Song Meaning
The narrator grapples with a profound sadness, a feeling that arrives without a clear cause. They acknowledge a conditional presence: "When you're not with him." This suggests a relationship dynamic where the narrator's happiness or solace is directly tied to the absence of another person, creating an immediate emotional tension.
The core of the song lies in this precarious waiting. The narrator is "hooked to his waves," "his life," "his endeavor," "his hair," "his ways," and "his eyes." This repeated imagery of being attached to the other man's existence highlights a desperate, almost passive state. The narrator is carried along by the other man's life, unable to fully engage with their own desires or emotions, asking love to "tell me how long the path" of these delays.
The repeated plea, "Love that carries me," functions as an invocation, a desperate appeal to an abstract force to manage the narrator's emotional state.
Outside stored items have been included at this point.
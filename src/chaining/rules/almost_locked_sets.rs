use super::LinkOption;
use crate::bitset::{Iter as SetIter, Set};
use crate::board::{Candidate, Cell, Digit, House};
use crate::chaining::{Links, Node, Pattern};
use crate::Grid;

/// `n` cells of one house holding `n + 1` digits together
#[derive(Debug, Clone, Copy, PartialEq, Eq, PartialOrd, Ord, Hash)]
pub(crate) struct AlmostLockedSet {
    pub cells: Set<Cell>,
    pub digits: Set<Digit>,
    pub house: House,
}

impl AlmostLockedSet {
    fn pattern(&self) -> Pattern {
        Pattern::AlmostLockedSet {
            digits: self.digits,
            cells: self.cells,
            house: self.house,
        }
    }
}

pub(super) fn collect_almost_locked_set_links(grid: &Grid, option: LinkOption, links: &mut Links) {
    for als in find_almost_locked_sets(grid) {
        let pattern = Some(als.pattern());
        let digit_cells = |digit: Digit| als.cells & grid.digit_cells(digit);

        // at most one digit is missing from the set
        // so of any two digits, one must be placed in it
        let digits: Vec<Digit> = als.digits.into_iter().collect();
        for (i, &first) in digits.iter().enumerate() {
            for &second in &digits[i + 1..] {
                if let (Some(a), Some(b)) = (
                    Node::group(digit_cells(first), first),
                    Node::group(digit_cells(second), second),
                ) {
                    links.add_strong(a, b, pattern);
                }
            }
        }

        for &digit in &digits {
            let own_cells = digit_cells(digit);
            let node = match Node::group(own_cells, digit) {
                Some(node) => node,
                None => continue,
            };
            let targets = grid.digit_cells(digit) & own_cells.common_peers() & !als.cells;
            for cell in targets {
                links.add_weak(node, Node::single(Candidate { cell, digit }), pattern);
            }
            for house in House::all() {
                let group = targets & house.cells();
                if group.len() < 2 || !option.admits(group) {
                    continue;
                }
                if let Some(group) = Node::group(group, digit) {
                    links.add_weak(node, group, pattern);
                }
            }
        }
    }
}

/// All almost locked sets of at least 2 cells that don't contain a locked set
/// one cell smaller. Cells with a single candidate are never part of one.
pub(crate) fn find_almost_locked_sets(grid: &Grid) -> Vec<AlmostLockedSet> {
    let mut sets = vec![];
    for house in House::all() {
        let cells = house.cells() & grid.empty_cells();
        walk_combinations(grid, house, cells.into_iter(), Set::NONE, Set::NONE, &mut sets);
    }
    sets
}

fn walk_combinations(
    grid: &Grid,
    house: House,
    mut cells: SetIter<Cell>,
    cell_set: Set<Cell>,
    digits: Set<Digit>,
    sets: &mut Vec<AlmostLockedSet>,
) {
    while let Some(cell) = cells.next() {
        let candidates = grid.candidates(cell);
        if candidates.len() <= 1 {
            continue;
        }
        let new_cell_set = cell_set | cell;
        let new_digits = digits | candidates;

        if new_cell_set.len() >= 2 && new_digits.len() == new_cell_set.len() + 1 && !is_reducible(grid, new_cell_set) {
            sets.push(AlmostLockedSet {
                cells: new_cell_set,
                digits: new_digits,
                house,
            });
        }

        walk_combinations(grid, house, cells.clone(), new_cell_set, new_digits, sets);
    }
}

// A locked set one cell smaller inside the ALS leaves just a single cell
// for the remaining 2 digits, that's a bivalue cell plus a naked subset
fn is_reducible(grid: &Grid, cells: Set<Cell>) -> bool {
    cells.into_iter().any(|left_out| {
        let rest = cells.without(left_out.as_set());
        let digits = rest
            .into_iter()
            .fold(Set::<Digit>::NONE, |digits, cell| digits | grid.candidates(cell));
        digits.len() == rest.len()
    })
}
use super::{ChainingRule, Link, LinkKind, LinkOption, Links, Node};
use crate::Grid;
use std::collections::BTreeMap;

/// All strong and weak links found in one grid, indexed by node.
///
/// Built once per grid and read-only afterwards. Nodes are kept in ascending order so
/// every traversal of the graph is deterministic.
#[derive(Debug, Clone, PartialEq, Eq)]
pub struct LinkGraph {
    links: Vec<Link>,
    strong: BTreeMap<Node, Vec<usize>>,
    weak: BTreeMap<Node, Vec<usize>>,
}

impl LinkGraph {
    /// Runs every rule of `rules` over `grid` and merges their links.
    ///
    /// The same link found more than once is kept only once. Of several patterns justifying it,
    /// the smallest one is kept, so the result doesn't depend on the order of `rules`.
    pub fn build(grid: &Grid, rules: &[ChainingRule], option: LinkOption) -> Self {
        let mut links = Links::new();
        for &rule in rules {
            rule.collect_links(grid, option, &mut links);
        }
        let graph = LinkGraph::from_links(links);
        tracing::debug!(
            nodes = graph.node_count(),
            strong = graph.strong_count(),
            weak = graph.weak_count(),
            "built link graph"
        );
        graph
    }

    /// Builds the graph out of already collected links.
    pub fn from_links(links: Links) -> Self {
        let (strong, weak) = links.into_parts();
        let mut all: Vec<Link> = strong.into_iter().chain(weak).collect();
        all.sort();
        all.dedup_by_key(|link| link.key());

        let mut graph = LinkGraph {
            links: all,
            strong: BTreeMap::new(),
            weak: BTreeMap::new(),
        };
        for (idx, link) in graph.links.iter().enumerate() {
            let map = match link.kind() {
                LinkKind::Strong => &mut graph.strong,
                LinkKind::Weak => &mut graph.weak,
            };
            map.entry(link.first()).or_insert_with(Vec::new).push(idx);
            map.entry(link.second()).or_insert_with(Vec::new).push(idx);
        }
        graph
    }

    /// Every link, sorted.
    pub fn links(&self) -> &[Link] {
        &self.links
    }

    /// Nodes taking part in at least one link, in ascending order.
    pub fn nodes(&self) -> impl Iterator<Item = Node> + '_ {
        let mut nodes: Vec<Node> = self.strong.keys().chain(self.weak.keys()).copied().collect();
        nodes.sort();
        nodes.dedup();
        nodes.into_iter()
    }

    /// Number of distinct nodes.
    pub fn node_count(&self) -> usize {
        self.nodes().count()
    }

    #[allow(missing_docs)]
    pub fn strong_count(&self) -> usize {
        self.links.iter().filter(|link| link.kind() == LinkKind::Strong).count()
    }

    #[allow(missing_docs)]
    pub fn weak_count(&self) -> usize {
        self.links.len() - self.strong_count()
    }

    /// Nodes strongly linked to `node`, along with the link.
    pub fn strong_links<'a>(&'a self, node: &Node) -> impl Iterator<Item = (Node, &'a Link)> + 'a {
        self.neighbors(&self.strong, node)
    }

    /// Nodes weakly linked to `node`, along with the link.
    pub fn weak_links<'a>(&'a self, node: &Node) -> impl Iterator<Item = (Node, &'a Link)> + 'a {
        self.neighbors(&self.weak, node)
    }

    fn neighbors<'a>(
        &'a self,
        map: &'a BTreeMap<Node, Vec<usize>>,
        node: &Node,
    ) -> impl Iterator<Item = (Node, &'a Link)> + 'a {
        let node = node.with_polarity(true);
        map.get(&node)
            .map(|idxs| &idxs[..])
            .unwrap_or(&[])
            .iter()
            .filter_map(move |&idx| {
                let link = &self.links[idx];
                link.other(&node).map(|other| (other, link))
            })
    }
}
The narrator asks love to "keep my illusions" and "my wounds," to "save me from the shipwreck" of the other man's presence, and to "take care of my enthusiasm and my anger." This shows a profound lack of agency, an outsourcing of self-management to this abstract "love" that is itself entangled with the other man's life.
Ultimately, the lyrics reveal a yearning for an incomplete connection, a desire to "love her without her being all mine." The narrator settles for "an affection from afternoon to afternoons and middays," a fragmented, secondary form of love. This acceptance of limited affection, while still feeling the sting of sadness and the weight of waiting, is what makes the narrator's plight so poignant and relatable.